If I were Ken Brown, which happily I am not, I'd be too ashamed to show my face in public. Attacking Linus' integrity and character is like clubbing baby seals. It's gratuituously and undeservedly cruel, so all the sympathy goes to the innocent victim of the bludgeoning. People despise you for doing it. Some things just should not be done, even for money. Attacking a man the world loves and admires has to rank up there in the top ten worst PR decisions of the decade. Linus' character is known internationally, as is his work, which is open to public inspection and which has ensured his place in history. People know this man and his remarkable achievement.

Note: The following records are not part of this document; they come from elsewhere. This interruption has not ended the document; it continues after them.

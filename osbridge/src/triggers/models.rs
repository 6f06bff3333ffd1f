//! Trigger data model: definitions, conditions, fire events, health.

use chrono::{DateTime, Utc};
use serde::{Deserialize, Serialize};
use serde_json::Value;
use uuid::Uuid;

/// Maximum nesting depth for composite conditions.
pub const MAX_CONDITION_DEPTH: usize = 8;

#[derive(Debug, Clone, Copy, PartialEq, Eq, Serialize, Deserialize)]
#[serde(rename_all = "snake_case")]
pub enum FsEventKind {
    Created,
    Modified,
    Deleted,
    Moved,
}

#[derive(Debug, Clone, Copy, PartialEq, Eq, Serialize, Deserialize)]
#[serde(rename_all = "snake_case")]
pub enum ProcessTransition {
    Start,
    Stop,
    Both,
}

#[derive(Debug, Clone, Copy, PartialEq, Eq, Serialize, Deserialize)]
#[serde(rename_all = "snake_case")]
pub enum ResourceMetric {
    Cpu,
    Memory,
    Disk,
}

#[derive(Debug, Clone, Copy, PartialEq, Eq, Serialize, Deserialize)]
#[serde(rename_all = "snake_case")]
pub enum CompositeOp {
    /// All children fired (since the composite armed).
    All,
    /// Any child fired.
    Any,
    /// The (single) child did not fire within the window.
    Not,
    /// Children fired in order, each within `within_s` of the previous.
    Seq,
    /// Any child fired within the trailing window.
    Window,
}

#[derive(Debug, Clone, PartialEq, Serialize, Deserialize)]
#[serde(tag = "type", rename_all = "snake_case")]
pub enum TriggerCondition {
    Cron {
        schedule: String,
    },
    Interval {
        seconds: f64,
    },
    Once {
        at: DateTime<Utc>,
    },
    Filesystem {
        path: String,
        #[serde(default)]
        events: Vec<FsEventKind>,
        /// Storm coalescing window; multiple raw events inside it produce
        /// one fire.
        #[serde(default = "default_coalesce_ms")]
        coalesce_ms: u64,
    },
    Process {
        #[serde(default, skip_serializing_if = "Option::is_none")]
        name: Option<String>,
        #[serde(default, skip_serializing_if = "Option::is_none")]
        pid: Option<u32>,
        #[serde(default = "default_transition")]
        on: ProcessTransition,
        #[serde(default = "default_poll_s")]
        poll_interval_s: f64,
    },
    Resource {
        metric: ResourceMetric,
        threshold_pct: f64,
        /// The metric must drop below `threshold - hysteresis` before the
        /// watcher re-arms.
        #[serde(default = "default_hysteresis")]
        hysteresis_pct: f64,
        #[serde(default = "default_poll_s")]
        poll_interval_s: f64,
    },
    Composite {
        op: CompositeOp,
        children: Vec<TriggerCondition>,
        #[serde(default, skip_serializing_if = "Option::is_none")]
        within_s: Option<f64>,
    },
}

fn default_coalesce_ms() -> u64 {
    500
}
fn default_transition() -> ProcessTransition {
    ProcessTransition::Both
}
fn default_poll_s() -> f64 {
    5.0
}
fn default_hysteresis() -> f64 {
    5.0
}

impl TriggerCondition {
    pub fn depth(&self) -> usize {
        match self {
            TriggerCondition::Composite { children, .. } => {
                1 + children.iter().map(|c| c.depth()).max().unwrap_or(0)
            }
            _ => 1,
        }
    }

    /// Structural checks beyond what serde enforces.
    pub fn validate(&self) -> Result<(), String> {
        if self.depth() > MAX_CONDITION_DEPTH {
            return Err(format!(
                "composite condition nests deeper than {MAX_CONDITION_DEPTH}"
            ));
        }
        self.validate_inner()
    }

    fn validate_inner(&self) -> Result<(), String> {
        match self {
            TriggerCondition::Interval { seconds } if *seconds <= 0.0 => {
                Err("interval seconds must be positive".to_string())
            }
            TriggerCondition::Process { name: None, pid: None, .. } => {
                Err("process condition needs a name or a pid".to_string())
            }
            TriggerCondition::Resource { threshold_pct, .. }
                if !(0.0..=100.0).contains(threshold_pct) =>
            {
                Err("resource threshold must be within 0-100%".to_string())
            }
            TriggerCondition::Composite { op, children, within_s } => {
                match op {
                    CompositeOp::Not if children.len() != 1 => {
                        return Err("NOT takes exactly one child".to_string())
                    }
                    CompositeOp::Seq if children.len() < 2 => {
                        return Err("SEQ needs at least two children".to_string())
                    }
                    CompositeOp::Seq | CompositeOp::Window | CompositeOp::Not
                        if within_s.is_none() =>
                    {
                        return Err(format!("{op:?} requires within_s"))
                    }
                    _ if children.is_empty() => {
                        return Err("composite condition has no children".to_string())
                    }
                    _ => {}
                }
                for child in children {
                    child.validate_inner()?;
                }
                Ok(())
            }
            _ => Ok(()),
        }
    }
}

#[derive(Debug, Clone, Copy, PartialEq, Eq, Serialize, Deserialize, Default)]
#[serde(rename_all = "snake_case")]
pub enum ConflictPolicy {
    #[default]
    Queue,
    Preempt,
    Reject,
}

#[derive(Debug, Clone, Copy, PartialEq, Eq, Serialize, Deserialize, Default)]
#[serde(rename_all = "snake_case")]
pub enum TriggerState {
    #[default]
    Inactive,
    Active,
    Firing,
    Disabled,
}

#[derive(Debug, Clone, PartialEq, Serialize, Deserialize)]
pub struct TriggerHealth {
    pub ok: bool,
    #[serde(default, skip_serializing_if = "Option::is_none")]
    pub last_error: Option<String>,
    #[serde(default)]
    pub consecutive_failures: u32,
}

impl Default for TriggerHealth {
    fn default() -> Self {
        Self {
            ok: true,
            last_error: None,
            consecutive_failures: 0,
        }
    }
}

#[derive(Debug, Clone, Serialize, Deserialize)]
pub struct TriggerDefinition {
    pub trigger_id: String,
    pub name: String,
    pub condition: TriggerCondition,
    #[serde(default)]
    pub priority: i32,
    /// Untyped plan body instantiated on each fire.
    pub plan_template: Value,
    #[serde(default, skip_serializing_if = "Option::is_none")]
    pub resource_lock: Option<String>,
    #[serde(default)]
    pub conflict_policy: ConflictPolicy,
    #[serde(default)]
    pub state: TriggerState,
    #[serde(default, skip_serializing_if = "Option::is_none")]
    pub enabled_at: Option<DateTime<Utc>>,
    #[serde(default, skip_serializing_if = "Option::is_none")]
    pub last_fired_at: Option<DateTime<Utc>>,
    #[serde(default)]
    pub fire_count: u64,
    #[serde(default)]
    pub health: TriggerHealth,
}

impl TriggerDefinition {
    pub fn new(name: &str, condition: TriggerCondition, plan_template: Value) -> Self {
        Self {
            trigger_id: format!("trg-{}", &Uuid::new_v4().simple().to_string()[..12]),
            name: name.to_string(),
            condition,
            priority: 0,
            plan_template,
            resource_lock: None,
            conflict_policy: ConflictPolicy::default(),
            state: TriggerState::default(),
            enabled_at: None,
            last_fired_at: None,
            fire_count: 0,
            health: TriggerHealth::default(),
        }
    }
}

/// What a watcher hands the daemon when its condition is met.
#[derive(Debug, Clone, Serialize, Deserialize)]
pub struct TriggerFireEvent {
    pub trigger_id: String,
    pub trigger_name: String,
    /// e.g. "cron.tick", "fs.modified", "process.start", "resource.cpu".
    pub event_type: String,
    pub fired_at: DateTime<Utc>,
    #[serde(default)]
    pub payload: Value,
}

impl TriggerFireEvent {
    pub fn new(trigger: &TriggerDefinition, event_type: &str, payload: Value) -> Self {
        Self {
            trigger_id: trigger.trigger_id.clone(),
            trigger_name: trigger.name.clone(),
            event_type: event_type.to_string(),
            fired_at: Utc::now(),
            payload,
        }
    }
}

#[cfg(test)]
mod tests {
    use super::*;

    #[test]
    fn condition_serde_is_tagged() {
        let condition: TriggerCondition = serde_json::from_value(serde_json::json!({
            "type": "cron", "schedule": "*/5 * * * *"
        }))
        .unwrap();
        assert!(matches!(condition, TriggerCondition::Cron { .. }));
    }

    #[test]
    fn composite_depth_is_bounded() {
        let mut condition = TriggerCondition::Interval { seconds: 1.0 };
        for _ in 0..MAX_CONDITION_DEPTH {
            condition = TriggerCondition::Composite {
                op: CompositeOp::Any,
                children: vec![condition],
                within_s: None,
            };
        }
        assert!(condition.validate().is_err());
    }

    #[test]
    fn process_condition_needs_target() {
        let condition: TriggerCondition = serde_json::from_value(serde_json::json!({
            "type": "process", "on": "start"
        }))
        .unwrap();
        assert!(condition.validate().is_err());
    }

    #[test]
    fn seq_requires_window_and_children() {
        let bad = TriggerCondition::Composite {
            op: CompositeOp::Seq,
            children: vec![TriggerCondition::Interval { seconds: 1.0 }],
            within_s: Some(5.0),
        };
        assert!(bad.validate().is_err());

        let good = TriggerCondition::Composite {
            op: CompositeOp::Seq,
            children: vec![
                TriggerCondition::Interval { seconds: 1.0 },
                TriggerCondition::Interval { seconds: 2.0 },
            ],
            within_s: Some(5.0),
        };
        assert!(good.validate().is_ok());
    }
}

If I were advising Microsoft, which happily I am not, I'd tell them to rethink this boomeranging FUD and publicly disassociate the company from this think tank's Linux "research". Not that there seems to be too much thinking going on over there. And if I were AdTI, I'd acknowledge that mistakes were made, serious factual errors, and apologize for them. It's the 21st century and the old FUD ways don't work any more. Too many internet eyeballs.


  


More Rebuttals to AdTI's Ken Brown by Interviewees Ilkka Tuomi and Andrew Tanenbaum | 210 comments | Create New Account
Comments belong to whoever posts them. Please notify us of inappropriate comments.
Corrections Etc Here Please
Authored by: Anonymous on Thursday, June 10 2004 @ 05:51 AM EDT
to keep them all together

[ Reply to This | # ]

Worse than baby seals
Authored by: cschoell on Thursday, June 10 2004 @ 06:23 AM EDT
Brown is not just "plain wrong". He is wrong intentionally. The
evidence shows he actively wants to deceive and cast doubt on the integrity of a
person while ignoring all evidence to the contrary. Plus it is all apparently
for money. It is despicable.

Where is the "valid criticism" that is being snuffed?

[ Reply to This | # ]

Clubbing baby seals?
Authored by: Anonymous on Thursday, June 10 2004 @ 06:28 AM EDT
Sorry, i'm with PJ on this one.

This is beneath contempt. As was the arguments for the baby seal catch.
And as the seal skinners, Brown seems to use anything remotably twisting his way
as justification. He'll carry on, as long as somebody (!) pays him.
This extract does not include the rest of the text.